While the process of meaning making for readers of Digital Natives is more complex than translating advertising, some texts use the familiar conventions of social media, making messages more easily decipherable:

If you lived under this bridge
you’d be home by now
#gentrification

A détournement of “If you lived here you’d already be home”, a slogan for one of Vancouver real-estate developer Bob Rennie’s many projects, this message calls attention to homelessness, linking it with gentrification.

Some interventions make interpretation more challenging such as Marianne Nicolson’s, of the Kwakwaka’wakw Nations, who wrote:

Dukwala’masixwa  ’Kikw?
Can you see the Totem Pole?

Nicolson’s message, in Kwak’wala and English, places Indigenous language first, positioning English as secondary, creating a pause in citizens’ typical visual engagement with the city’s signage through her deployment of a native yet “foreign” language. Having read the second line in English, viewers now understand the meaning of the first line, then pause yet again to comprehend the question she asks. Her text also points out the City's strategic use of totem poles in the past.

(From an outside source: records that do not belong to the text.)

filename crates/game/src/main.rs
mod app;

use std::process::ExitCode;

use tracing::error;

fn main() -> ExitCode {
    match app::bootstrap::build_app() {
        Ok(wiring) => app::loop_runner::run(wiring),
        Err(err) => {
            error!(error = %err, "startup_failed");
            ExitCode::FAILURE
        }
    }
}
//! Firmware image argument
//!
//! The image itself is never parsed; the programmer tool reads it. We only
//! check that the operator pointed us at something that looks like an
//! Intel HEX file and that it is actually there.

use crate::error::{FirmwareError, FirmwareResult};
use std::fmt;
use std::path::{Path, PathBuf};

/// Required suffix of the firmware path (Intel HEX)
pub const FIRMWARE_EXTENSION: &str = ".hex";

/// A validated firmware image path
#[derive(Debug, Clone, PartialEq, Eq)]
pub struct Firmware {
    path: PathBuf,
}

impl Firmware {
    /// Validate `path` and wrap it
    ///
    /// The suffix check is done on the path text and is case-sensitive, so
    /// `image.HEX` is rejected. The extension is checked before existence.
    pub fn from_path(path: impl AsRef<Path>) -> FirmwareResult<Self> {
        let path = path.as_ref();

        if !has_firmware_extension(path) {
            return Err(FirmwareError::BadExtension {
                path: path.to_path_buf(),
                extension: FIRMWARE_EXTENSION,
            });
        }

        if !path.is_file() {
            return Err(FirmwareError::NotFound(path.to_path_buf()));
        }

        log::debug!("Firmware image: {}", path.display());
        Ok(Self {
            path: path.to_path_buf(),
        })
    }

    /// Path as given by the operator
    pub fn path(&self) -> &Path {
        &self.path
    }

    /// Path rendered as a command-line argument
    pub fn as_arg(&self) -> String {
        self.path.to_string_lossy().into_owned()
    }
}

impl fmt::Display for Firmware {
    fn fmt(&self, f: &mut fmt::Formatter<'_>) -> fmt::Result {
        write!(f, "{}", self.path.display())
    }
}

/// Check the textual suffix of a path
pub fn has_firmware_extension(path: &Path) -> bool {
    path.to_str()
        .is_some_and(|s| s.ends_with(FIRMWARE_EXTENSION))
}
//! saoflash - Bench tool for flashing SAO badges
//!
//! Finds a CH340 USB-serial adapter, then drives `pymcuprog` to ping, erase
//! and write an ATtiny1616 over UART. After each board the operator swaps
//! in the next one and presses ENTER; the loop runs until interrupted.

mod cli;

use clap::Parser;
use cli::{Cli, USAGE_LINE};
use saoflash_core::cycle::{FlashCycle, StdinOperator};
use saoflash_core::detect::{FixedPort, PortDetector, SystemDetector};
use saoflash_core::firmware::Firmware;
use saoflash_core::programmer::ProgrammerConfig;
use saoflash_core::runner::{CommandRunner, DryRunRunner, ProcessRunner};
use saoflash_core::FirmwareError;

fn main() -> Result<(), Box<dyn std::error::Error>> {
    let cli = match Cli::try_parse() {
        Ok(cli) => cli,
        Err(e) if !e.use_stderr() => {
            // --help / --version
            e.print()?;
            return Ok(());
        }
        Err(e) => {
            // clap's diagnostic already carries the usage line
            e.print()?;
            std::process::exit(1);
        }
    };

    // Initialize logger, with -v raising the default level
    let mut logger =
        env_logger::Builder::from_env(env_logger::Env::default().default_filter_or("info"));
    match cli.verbose {
        0 => {}
        1 => {
            logger.filter_level(log::LevelFilter::Debug);
        }
        _ => {
            logger.filter_level(log::LevelFilter::Trace);
        }
    }
    logger.init();

    let firmware = match Firmware::from_path(&cli.firmware) {
        Ok(firmware) => firmware,
        Err(FirmwareError::BadExtension { .. }) => {
            println!("Usage: {}", USAGE_LINE);
            std::process::exit(1);
        }
        Err(e @ FirmwareError::NotFound(_)) => {
            println!("{}", e);
            std::process::exit(1);
        }
    };
    log::info!("Firmware: {}", firmware);

    let programmer = ProgrammerConfig::default()
        .with_tool(cli.tool)
        .with_device(cli.device);

    let mut detector: Box<dyn PortDetector> = match cli.port {
        Some(port) => {
            log::info!("Using fixed port {}", port);
            Box::new(FixedPort(port))
        }
        None => {
            let detector = SystemDetector::host();
            log::debug!("Detecting CH340 ports for {}", detector.platform());
            Box::new(detector)
        }
    };

    let mut runner: Box<dyn CommandRunner> = if cli.dry_run {
        log::info!("Dry run: programmer commands are printed, not executed");
        Box::new(DryRunRunner::stdout())
    } else {
        Box::new(ProcessRunner::stdout())
    };

    let mut operator = StdinOperator::stdin();
    let mut out = std::io::stdout();

    let mut cycle = FlashCycle::new(
        &firmware,
        &programmer,
        &mut *detector,
        &mut *runner,
        &mut operator,
        &mut out,
    );

    if let Err(e) = cycle.run() {
        eprintln!("{}", e);
        std::process::exit(1);
    }

    Ok(())
}
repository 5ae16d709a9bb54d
//! saoflash-core - Building blocks for the saoflash operator loop
//!
//! This crate contains everything the `saoflash` binary needs apart from
//! argument parsing:
//!
//! - [`firmware`] - validation of the firmware image argument
//! - [`platform`] - host operating system family
//! - [`detect`] - locating a CH340 USB-serial adapter per platform
//! - [`programmer`] - argument templates for the external programmer tool
//! - [`runner`] - running external commands with forwarded stdio
//! - [`cycle`] - the interactive detect/ping/erase/write loop
//!
//! Every interaction with the outside world (listing `/dev`, running
//! `udevadm`, spawning the programmer, waiting for ENTER) goes through a
//! trait so the loop can be driven by test doubles.
//!
//! # Example
//!
//! ```no_run
//! use saoflash_core::cycle::{FlashCycle, StdinOperator};
//! use saoflash_core::detect::SystemDetector;
//! use saoflash_core::firmware::Firmware;
//! use saoflash_core::programmer::ProgrammerConfig;
//! use saoflash_core::runner::ProcessRunner;
//!
//! let firmware = Firmware::from_path("badge.hex")?;
//! let programmer = ProgrammerConfig::default();
//! let mut detector = SystemDetector::host();
//! let mut runner = ProcessRunner::stdout();
//! let mut operator = StdinOperator::stdin();
//! let mut out = std::io::stdout();
//!
//! let mut cycle = FlashCycle::new(
//!     &firmware,
//!     &programmer,
//!     &mut detector,
//!     &mut runner,
//!     &mut operator,
//!     &mut out,
//! );
//! cycle.run()?;
//! # Ok::<(), Box<dyn std::error::Error>>(())
//! ```

pub mod cycle;
pub mod detect;
pub mod error;
pub mod firmware;
pub mod platform;
pub mod programmer;
pub mod runner;

pub use error::{CycleError, FirmwareError};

Brown’s essay includes an email from the contributor, who says her text refers to both medium of the billboard and a nearby totem pole:

Celebrating the centennial of BC in 1958, the Kwakwaka’wakw artist, Mungo Martin carved a gift pole for Queen Elizabeth. This pole was shipped to England (along with Mungo Martin) as an official present. A copy of this pole was erected near the Maritime Museum and the Vancouver Museum just below the Burrard Bridge and adjacent to the contested billboard site. The reference is a play with the formal character of the digital billboard erected atop its tall pole. The act of public advertisement mimics the Pacific Coast Aboriginal public declaration of rank and ownership traditionally expressed by the ‘totem pole’. The concepts segue with contemporary land disputes over land ownership and voice (who has a right to say what, where and how) and the idea of cultural ownership and spectacle (to see).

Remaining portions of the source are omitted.